Currently, the dollar is king. With the world locked into the US monetary system, the US governmental apparatus (policymakers, interest groups, etc.) is not incentivized to improve the system of tariffs, subsidies, and regulations for the net benefit of society.
The Jubilee, as described in Leviticus, attempted to solve societal stratification as value accreted to creditors over time. Every 50 years, debts were forgiven and property was returned to its original owner, "resetting" the scale between creditors and debtors.
There are two principles Doctorow believes can solve platform decay:
- End-to-End Principle: the role of a network is to reliably deliver data from willing senders to willing receivers.
- Right of Exit: users can easily go elsewhere if they are dissatisfied with it.

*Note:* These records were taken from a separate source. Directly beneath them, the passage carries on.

//! External collaborator traits and in-memory implementations.

pub mod blob;
pub mod cache;
pub mod gift_card;
pub mod order_number;
pub mod payment;

use std::sync::{PoisonError, RwLock, RwLockReadGuard, RwLockWriteGuard};

pub use blob::{BlobStore, InMemoryBlobStore};
pub use cache::{CacheService, InMemoryCache};
pub use gift_card::{GiftCardService, InMemoryGiftCardService};
pub use order_number::{OrderNumberGenerator, SequentialOrderNumbers};
pub use payment::{InMemoryPaymentGateway, PaymentGateway, PaymentRequest, PaymentSession};

// In-memory state stays consistent across a panicking writer, so a
// poisoned lock is still safe to use.
fn read<T>(lock: &RwLock<T>) -> RwLockReadGuard<'_, T> {
    lock.read().unwrap_or_else(PoisonError::into_inner)
}

fn write<T>(lock: &RwLock<T>) -> RwLockWriteGuard<'_, T> {
    lock.write().unwrap_or_else(PoisonError::into_inner)
}
//! Order placement.
//!
//! ```text
//! Validating ─► Pricing ─► PersistingOrder ─► Redeeming ─► Paying ─► Refreshing ─► Done
//!      │           │              │
//!      └───────────┴──────────────┴──► Aborted
//! ```
//!
//! Only the order root and its lines are transactional. Redemption and
//! payment run after the commit and never undo it.

use std::collections::HashMap;
use std::sync::Arc;
use std::time::Instant;

use chrono::Utc;
use common::{AggregateId, RecordId};
use domain::{
    AuditStamp, Money, Order, OrderAggregate, OrderLine, OrderLineRequest, OrderStatus, Payment,
    PaymentStatus, PlaceOrder,
};
use store::{
    Connection, ConnectionExt, PaymentRepository, ProductChildRepository, ProductRepository,
    Store, StoreError, TransactionScope,
};

use crate::assemble::{OrderView, OrderViewAssembler, ResponseAssembler, assemble_guarded};
use crate::config::CheckoutConfig;
use crate::error::{OrchestratorError, Result};
use crate::invalidate::CacheInvalidator;
use crate::receipt::{CheckoutReceipt, ResponseState};
use crate::services::{
    CacheService, GiftCardService, OrderNumberGenerator, PaymentGateway, PaymentRequest,
};

type OrderAssembler = dyn ResponseAssembler<Source = OrderAggregate, Output = OrderView>;

const CHECKOUT: &str = "checkout";
const READ: &str = "order read";

const ORDER_NUMBER_KEY: &str = "orders_order_number_key";
const ORDER_NUMBER_ATTEMPTS: u32 = 5;

/// Units requested per product or variant across every line of an order.
type Demand = HashMap<(AggregateId, Option<RecordId>), u32>;

fn demand(lines: &[OrderLineRequest]) -> Demand {
    let mut demand = Demand::new();
    for line in lines {
        let units = demand.entry((line.product_id, line.variant_id)).or_default();
        *units = units.saturating_add(line.quantity);
    }
    demand
}

/// A line priced and denormalized from the catalog.
struct PricedLine {
    request: OrderLineRequest,
    product_name: String,
    sku: String,
    unit_price: Money,
}

impl PricedLine {
    fn line_total(&self) -> Money {
        self.unit_price.times(self.request.quantity)
    }
}

async fn persist_order<C: Connection>(
    conn: &mut C,
    order: Order,
    lines: Vec<OrderLine>,
) -> std::result::Result<(), StoreError> {
    conn.insert_order(&order).await?;
    for line in &lines {
        conn.insert_order_line(line).await?;
    }
    Ok(())
}

/// Places orders with an optional gift card and an external payment.
pub struct CheckoutOrchestrator<S, G, D, N, C>
where
    S: Store,
    G: PaymentGateway,
    D: GiftCardService,
    N: OrderNumberGenerator,
    C: CacheService,
{
    store: S,
    gateway: G,
    gift_cards: D,
    order_numbers: N,
    invalidator: CacheInvalidator<C>,
    config: CheckoutConfig,
    assembler: Arc<OrderAssembler>,
}
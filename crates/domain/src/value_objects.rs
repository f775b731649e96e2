//! Value objects shared by the catalog and order aggregates.

use serde::{Deserialize, Serialize};
use uuid::Uuid;

/// Unique identifier for a customer.
#[derive(Debug, Clone, Copy, PartialEq, Eq, Hash, Serialize, Deserialize)]
#[serde(transparent)]
pub struct CustomerId(Uuid);

impl CustomerId {
    /// Creates a new random customer ID.
    pub fn new() -> Self {
        Self(Uuid::new_v4())
    }

    /// Creates a customer ID from an existing UUID.
    pub fn from_uuid(uuid: Uuid) -> Self {
        Self(uuid)
    }

    /// Returns the underlying UUID.
    pub fn as_uuid(&self) -> Uuid {
        self.0
    }
}

impl Default for CustomerId {
    fn default() -> Self {
        Self::new()
    }
}

impl std::fmt::Display for CustomerId {
    fn fmt(&self, f: &mut std::fmt::Formatter<'_>) -> std::fmt::Result {
        write!(f, "{}", self.0)
    }
}

impl From<Uuid> for CustomerId {
    fn from(uuid: Uuid) -> Self {
        Self(uuid)
    }
}

/// Money amount in minor units (cents) to avoid floating point issues.
#[derive(
    Debug, Clone, Copy, PartialEq, Eq, PartialOrd, Ord, Hash, Default, Serialize, Deserialize,
)]
#[serde(transparent)]
pub struct Money(i64);

impl Money {
    /// Creates a money amount from cents.
    pub const fn from_cents(cents: i64) -> Self {
        Self(cents)
    }

    pub const fn zero() -> Self {
        Self(0)
    }

    /// Returns the amount in cents.
    pub fn cents(&self) -> i64 {
        self.0
    }

    pub fn is_zero(&self) -> bool {
        self.0 == 0
    }

    pub fn is_negative(&self) -> bool {
        self.0 < 0
    }

    /// Multiplies by a quantity, saturating instead of overflowing.
    pub fn times(&self, quantity: u32) -> Money {
        Money(self.0.saturating_mul(i64::from(quantity)))
    }

    /// Applies a rate expressed in basis points (1/100th of a percent),
    /// rounding toward zero.
    pub fn basis_points(&self, bps: u32) -> Money {
        Money(self.0.saturating_mul(i64::from(bps)) / 10_000)
    }

    /// Subtracts `other`, flooring the result at zero.
    pub fn saturating_sub_floor(&self, other: Money) -> Money {
        Money((self.0 - other.0).max(0))
    }

    /// Clamps negative amounts to zero.
    pub fn non_negative(self) -> Money {
        Money(self.0.max(0))
    }
}

impl std::fmt::Display for Money {
    fn fmt(&self, f: &mut std::fmt::Formatter<'_>) -> std::fmt::Result {
        let sign = if self.0 < 0 { "-" } else { "" };
        let abs = self.0.unsigned_abs();
        write!(f, "{sign}${}.{:02}", abs / 100, abs % 100)
    }
}

impl std::ops::Add for Money {
    type Output = Money;

    fn add(self, rhs: Self) -> Self::Output {
        Money(self.0.saturating_add(rhs.0))
    }
}

impl std::ops::Sub for Money {
    type Output = Money;

    fn sub(self, rhs: Self) -> Self::Output {
        Money(self.0.saturating_sub(rhs.0))
    }
}

impl std::ops::AddAssign for Money {
    fn add_assign(&mut self, rhs: Self) {
        *self = *self + rhs;
    }
}

impl std::iter::Sum for Money {
    fn sum<I: Iterator<Item = Money>>(iter: I) -> Self {
        iter.fold(Money::zero(), |acc, m| acc + m)
    }
}

/// Derives a URL slug: lowercase ASCII alphanumerics separated by single dashes.
pub fn slugify(input: &str) -> String {
    let mut slug = String::with_capacity(input.len());
    let mut pending_dash = false;
    for c in input.chars() {
        if c.is_ascii_alphanumeric() {
            if pending_dash && !slug.is_empty() {
                slug.push('-');
            }
            pending_dash = false;
            slug.push(c.to_ascii_lowercase());
        } else {
            pending_dash = true;
        }
    }
    slug
}

#[cfg(test)]
mod tests {
    use super::*;

    #[test]
    fn test_money_display() {
        assert_eq!(Money::from_cents(1234).to_string(), "$12.34");
        assert_eq!(Money::from_cents(5).to_string(), "$0.05");
        assert_eq!(Money::from_cents(-1234).to_string(), "-$12.34");
    }

    #[test]
    fn test_money_times_and_sum() {
        let total: Money = [Money::from_cents(250).times(2), Money::from_cents(100)]
            .into_iter()
            .sum();
        assert_eq!(total.cents(), 600);
    }

    #[test]
    fn test_basis_points_rounds_down() {
        assert_eq!(Money::from_cents(999).basis_points(1000).cents(), 99);
        assert_eq!(Money::from_cents(1000).basis_points(0).cents(), 0);
    }

    #[test]
    fn test_saturating_sub_floor() {
        let total = Money::from_cents(1000).saturating_sub_floor(Money::from_cents(1500));
        assert!(total.is_zero());
        assert_eq!(
            Money::from_cents(1000)
                .saturating_sub_floor(Money::from_cents(300))
                .cents(),
            700
        );
    }

    #[test]
    fn test_slugify() {
        assert_eq!(slugify("Rust Programming Book"), "rust-programming-book");
        assert_eq!(slugify("  T-Shirt (XL)!  "), "t-shirt-xl");
        assert_eq!(slugify("***"), "");
    }
}
#[async_trait]
impl ProductChildRepository for PostgresConnection {
    async fn images_for_product(
        &mut self,
        product_id: AggregateId,
    ) -> Result<Vec<ProductImage>> {
        let rows = on_conn!(
            self,
            sqlx::query(
                "SELECT * FROM product_images WHERE product_id = $1 ORDER BY sort_order, created_at",
            )
            .bind(product_id.as_uuid()),
            fetch_all
        )?;
        rows.into_iter().map(Self::row_to_image).collect()
    }

    async fn variants_for_product(
        &mut self,
        product_id: AggregateId,
    ) -> Result<Vec<ProductVariant>> {
        let rows = on_conn!(
            self,
            sqlx::query(
                "SELECT * FROM product_variants WHERE product_id = $1 ORDER BY created_at, sku",
            )
            .bind(product_id.as_uuid()),
            fetch_all
        )?;
        rows.into_iter().map(Self::row_to_variant).collect()
    }

    async fn attribute_values_for_product(
        &mut self,
        product_id: AggregateId,
    ) -> Result<Vec<ProductAttributeValue>> {
        let rows = on_conn!(
            self,
            sqlx::query(
                "SELECT * FROM product_attribute_values WHERE product_id = $1 ORDER BY created_at",
            )
            .bind(product_id.as_uuid()),
            fetch_all
        )?;
        rows.into_iter().map(Self::row_to_attribute_value).collect()
    }

    async fn tags_for_product(&mut self, product_id: AggregateId) -> Result<Vec<ProductTag>> {
        let rows = on_conn!(
            self,
            sqlx::query("SELECT * FROM product_tags WHERE product_id = $1 ORDER BY created_at")
                .bind(product_id.as_uuid()),
            fetch_all
        )?;
        rows.into_iter().map(Self::row_to_tag).collect()
    }

    async fn variant_by_id(&mut self, id: RecordId) -> Result<Option<ProductVariant>> {
        let row = on_conn!(
            self,
            sqlx::query("SELECT * FROM product_variants WHERE id = $1").bind(id.as_uuid()),
            fetch_optional
        )?;
        row.map(Self::row_to_variant).transpose()
    }

    async fn variant_by_sku(&mut self, sku: &str) -> Result<Option<ProductVariant>> {
        let row = on_conn!(
            self,
            sqlx::query("SELECT * FROM product_variants WHERE sku = $1").bind(sku),
            fetch_optional
        )?;
        row.map(Self::row_to_variant).transpose()
    }

    async fn insert_image(&mut self, image: &ProductImage) -> Result<()> {
        self.savepoint().await?;
        let outcome = on_conn!(
            self,
            sqlx::query(
                r#"
                INSERT INTO product_images (id, product_id, url, alt_text, sort_order,
                                            is_primary, created_at)
                VALUES ($1, $2, $3, $4, $5, $6, $7)
                "#,
            )
            .bind(image.id.as_uuid())
            .bind(image.product_id.as_uuid())
            .bind(&image.url)
            .bind(&image.alt_text)
            .bind(image.sort_order)
            .bind(image.is_primary)
            .bind(image.created_at),
            execute
        );
        self.settle(outcome.map(|_| ()).map_err(StoreError::from))
            .await
    }

    async fn insert_variant(&mut self, variant: &ProductVariant) -> Result<()> {
        self.savepoint().await?;
        let outcome = on_conn!(
            self,
            sqlx::query(
                r#"
                INSERT INTO product_variants (id, product_id, sku, name, price_cents,
                                              stock_quantity, created_at)
                VALUES ($1, $2, $3, $4, $5, $6, $7)
                "#,
            )
            .bind(variant.id.as_uuid())
            .bind(variant.product_id.as_uuid())
            .bind(&variant.sku)
            .bind(&variant.name)
            .bind(variant.price.cents())
            .bind(variant.stock_quantity)
            .bind(variant.created_at),
            execute
        );
        self.settle(outcome.map(|_| ()).map_err(StoreError::from))
            .await
    }

    async fn insert_attribute_value(&mut self, value: &ProductAttributeValue) -> Result<()> {
        self.savepoint().await?;
        let outcome = on_conn!(
            self,
            sqlx::query(
                r#"
                INSERT INTO product_attribute_values (id, product_id, attribute_id, value,
                                                      created_at)
                VALUES ($1, $2, $3, $4, $5)
                "#,
            )
            .bind(value.id.as_uuid())
            .bind(value.product_id.as_uuid())
            .bind(value.attribute_id)
            .bind(&value.value)
            .bind(value.created_at),
            execute
        );
        self.settle(outcome.map(|_| ()).map_err(StoreError::from))
            .await
    }

    async fn insert_tag(&mut self, tag: &ProductTag) -> Result<()> {
        self.savepoint().await?;
        let outcome = on_conn!(
            self,
            sqlx::query(
                r#"
                INSERT INTO product_tags (id, product_id, tag_id, created_at)
                VALUES ($1, $2, $3, $4)
                "#,
            )
            .bind(tag.id.as_uuid())
            .bind(tag.product_id.as_uuid())
            .bind(tag.tag_id)
            .bind(tag.created_at),
            execute
        );
        self.settle(outcome.map(|_| ()).map_err(StoreError::from))
            .await
    }

    async fn delete_children(&mut self, product_id: AggregateId, kind: ChildKind) -> Result<u64> {
        let table = match kind {
            ChildKind::Image => "product_images",
            ChildKind::Variant => "product_variants",
            ChildKind::AttributeValue => "product_attribute_values",
            ChildKind::Tag => "product_tags",
        };
        let sql = format!("DELETE FROM {} WHERE product_id = $1", table);
        let result = on_conn!(
            self,
            sqlx::query(&sql).bind(product_id.as_uuid()),
            execute
        )?;
        Ok(result.rows_affected())
    }
}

The end-to-end principle, when applied to monetary systems, is about the reliable delivery of information about value. Distorting the value information about a good or service through monetary policy, regulation, and laws violates this principle.
With the invention of Bitcoin, there is now a way to easily move off the US monetary system and satisfy the Right of Exit principle, by limiting exposure to trusted third-parties, and self-custodying personal wealth.
While Bitcoin is just part of the solution to the US monetary system's enshittification problem, it is necessary to maintain its value for the people, and not the rent-seekers.